All papers reported on Saturday morning that Vice Foreign Minister Sugiyama spoke by phone with Chinese Ambassador Cheng Yonghua on Friday evening and lodged a protest against the underwater operation by a Chinese submarine on Thursday in the contiguous zone adjacent to territorial waters around the Senkaku Islands. Defense Minister Onodera expressed serious qualms by calling it “an act that unilaterally raised tension” based on the assessment that the Chinese military operation was an attempt to alter the status quo. The GOJ had confirmed earlier that the submarine belonged to the PLA Navy since it surfaced in international waters northwest of the outcrops and hoisted a Chinese flag on Friday afternoon. Yomiuri said the GOJ strongly called for the Chinese government not to repeat such operations out of concern that the emerging political thaw between the two capitals could be derailed. According to today’s papers, Onodera disclosed on Monday that the vessel was a nuclear-powered attack submarine. Sankei wrote that Japan decided to reveal the nationality of the submarine in order to show the international community that China’s provocations are escalating.
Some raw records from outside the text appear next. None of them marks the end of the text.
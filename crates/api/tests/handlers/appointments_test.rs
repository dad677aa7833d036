use agenda_core::models::appointment::{
    Appointment, AppointmentStatus, BookingOutcome, ListAppointmentsResponse,
};
use axum::http::StatusCode;
use axum_test::TestServer;
use pretty_assertions::assert_eq;
use serde_json::json;
use uuid::Uuid;

use crate::test_utils::{TestContext, in_days, t};

async fn book_one(server: &TestServer, ctx: &TestContext, days: i64, start: &str) -> Appointment {
    let response = server
        .post(&format!("/api/professionals/{}/appointments", ctx.professional_id))
        .json(&json!({
            "contract_id": ctx.contract.id,
            "slots": [{ "date": in_days(days), "start": start }]
        }))
        .await;
    response.assert_status(StatusCode::CREATED);
    response.json::<BookingOutcome>().appointments.remove(0)
}

#[tokio::test]
async fn test_partial_batch_is_created_with_rejections() {
    let ctx = TestContext::new().await;
    let server = ctx.server();
    book_one(&server, &ctx, 2, "09:00").await;

    let response = server
        .post(&format!("/api/professionals/{}/appointments", ctx.professional_id))
        .json(&json!({
            "contract_id": ctx.contract.id,
            "slots": [
                { "date": in_days(2), "start": "09:00" },
                { "date": in_days(2), "start": "10:00" }
            ]
        }))
        .await;
    response.assert_status(StatusCode::CREATED);

    let outcome = response.json::<BookingOutcome>();
    assert_eq!(outcome.created, 1);
    assert_eq!(outcome.appointments[0].start, t(10, 0));
    assert_eq!(outcome.appointments[0].end, t(10, 50));
    assert_eq!(outcome.appointments[0].status, AppointmentStatus::Scheduled);
    assert_eq!(outcome.rejected.len(), 1);
    assert_eq!(outcome.rejected[0].reason, "Conflict");
}

#[tokio::test]
async fn test_fully_rejected_batch_is_ok_not_created() {
    let ctx = TestContext::new().await;
    let server = ctx.server();
    book_one(&server, &ctx, 2, "14:00").await;

    let response = server
        .post(&format!("/api/professionals/{}/appointments", ctx.professional_id))
        .json(&json!({
            "contract_id": ctx.contract.id,
            "slots": [{ "date": in_days(2), "start": "14:00" }]
        }))
        .await;
    response.assert_status(StatusCode::OK);
    assert_eq!(response.json::<BookingOutcome>().created, 0);
}

#[tokio::test]
async fn test_booking_unknown_contract_is_not_found() {
    let ctx = TestContext::new().await;
    let server = ctx.server();

    server
        .post(&format!("/api/professionals/{}/appointments", ctx.professional_id))
        .json(&json!({
            "contract_id": Uuid::new_v4(),
            "slots": [{ "date": in_days(2), "start": "09:00" }]
        }))
        .await
        .assert_status(StatusCode::NOT_FOUND);
}

#[tokio::test]
async fn test_booking_outside_window_is_bad_request() {
    let ctx = TestContext::new().await;
    let server = ctx.server();

    server
        .post(&format!("/api/professionals/{}/appointments", ctx.professional_id))
        .json(&json!({
            "contract_id": ctx.contract.id,
            "slots": [{ "date": in_days(2), "start": "16:30" }]
        }))
        .await
        .assert_status(StatusCode::BAD_REQUEST);
}

#[tokio::test]
async fn test_booked_slot_disappears_from_listing() {
    let ctx = TestContext::new().await;
    let server = ctx.server();
    book_one(&server, &ctx, 4, "11:00").await;
    let date = in_days(4);

    let slots = server
        .get(&format!(
            "/api/professionals/{}/slots?from={date}&to={date}",
            ctx.professional_id
        ))
        .await
        .json::<agenda_core::models::slot::ListSlotsResponse>()
        .slots;
    assert!(slots.iter().all(|slot| slot.start != t(11, 0)));
    assert_eq!(slots.len(), 6);
}

#[tokio::test]
async fn test_patch_into_taken_slot_is_conflict() {
    let ctx = TestContext::new().await;
    let server = ctx.server();
    book_one(&server, &ctx, 2, "09:00").await;
    let second = book_one(&server, &ctx, 2, "10:00").await;

    let response = server
        .patch(&format!("/api/appointments/{}", second.id))
        .json(&json!({ "start": "09:30" }))
        .await;
    response.assert_status(StatusCode::CONFLICT);
}

#[tokio::test]
async fn test_patch_status_and_notes() {
    let ctx = TestContext::new().await;
    let server = ctx.server();
    let booked = book_one(&server, &ctx, 3, "13:00").await;

    let response = server
        .patch(&format!("/api/appointments/{}", booked.id))
        .json(&json!({ "status": "CONFIRMED", "notes": "first session" }))
        .await;
    response.assert_status(StatusCode::OK);

    let updated = response.json::<Appointment>();
    assert_eq!(updated.status, AppointmentStatus::Confirmed);
    assert_eq!(updated.notes.as_deref(), Some("first session"));
    assert_eq!(updated.start, t(13, 0));
}

#[tokio::test]
async fn test_cancel_frees_slot_and_hides_from_default_listing() {
    let ctx = TestContext::new().await;
    let server = ctx.server();
    let booked = book_one(&server, &ctx, 5, "15:00").await;

    let response = server
        .post(&format!("/api/appointments/{}/cancel", booked.id))
        .await;
    response.assert_status(StatusCode::OK);
    assert_eq!(response.json::<Appointment>().status, AppointmentStatus::Cancelled);

    let date = in_days(5);
    let listing = server
        .get(&format!(
            "/api/professionals/{}/appointments?from={date}&to={date}",
            ctx.professional_id
        ))
        .await
        .json::<ListAppointmentsResponse>();
    assert!(listing.appointments.is_empty());

    let everything = server
        .get(&format!(
            "/api/professionals/{}/appointments?from={date}&to={date}&include_inactive=true",
            ctx.professional_id
        ))
        .await
        .json::<ListAppointmentsResponse>();
    assert_eq!(everything.appointments.len(), 1);

    book_one(&server, &ctx, 5, "15:00").await;
}

#[tokio::test]
async fn test_moving_cancelled_appointment_is_unprocessable() {
    let ctx = TestContext::new().await;
    let server = ctx.server();
    let booked = book_one(&server, &ctx, 2, "09:00").await;
    server
        .post(&format!("/api/appointments/{}/cancel", booked.id))
        .await
        .assert_status(StatusCode::OK);

    server
        .patch(&format!("/api/appointments/{}", booked.id))
        .json(&json!({ "date": in_days(3) }))
        .await
        .assert_status(StatusCode::UNPROCESSABLE_ENTITY);
}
Asahi speculated that the submarine operation off the Senkakus was perhaps intended to demonstrate to the SDF and the U.S. military the PLA Navy’s intention to expand its submarines’ scope of operations. The paper said although the Chinese government is interested in improving political ties with Tokyo, the PLA appears to be maintaining its hard line toward Japan with regard to the territorial dispute with Japan.
In a related story, Sunday’s Yomiuri asserted that the China Coast Guard, which is currently under the jurisdiction of the Ministry of Public Security, is likely to be moved to the Central Military Commission, which oversees the PLA. The paper speculated that that one of the purposes of the change is to make the coast guard’s patrol activities in such sensitive areas as the vicinity of the Senkakus more efficient in coordination with the PLA Navy. The paper added that patrols around the disputed outcrops may be conducted as “quasi-military operations.”
Meanwhile, Saturday’s Yomiuri reported that the Japan Coast Guard (JCG) has decided to develop as many as four port facilities across Japan to host nine large patrol boats to be procured in the near future to enable the JCG to respond more swiftly to intrusions into territorial waters near the Senkakus by the Chinese and illegal fishing in the nation’s EEZ in the Sea of Japan by DPRK fishermen. Such facilities will probably be constructed in Kagoshima Prefecture, the islands of Miyako and Ishigaki in Okinawa, and Tsuruga in Fukui Prefecture starting in FY2019.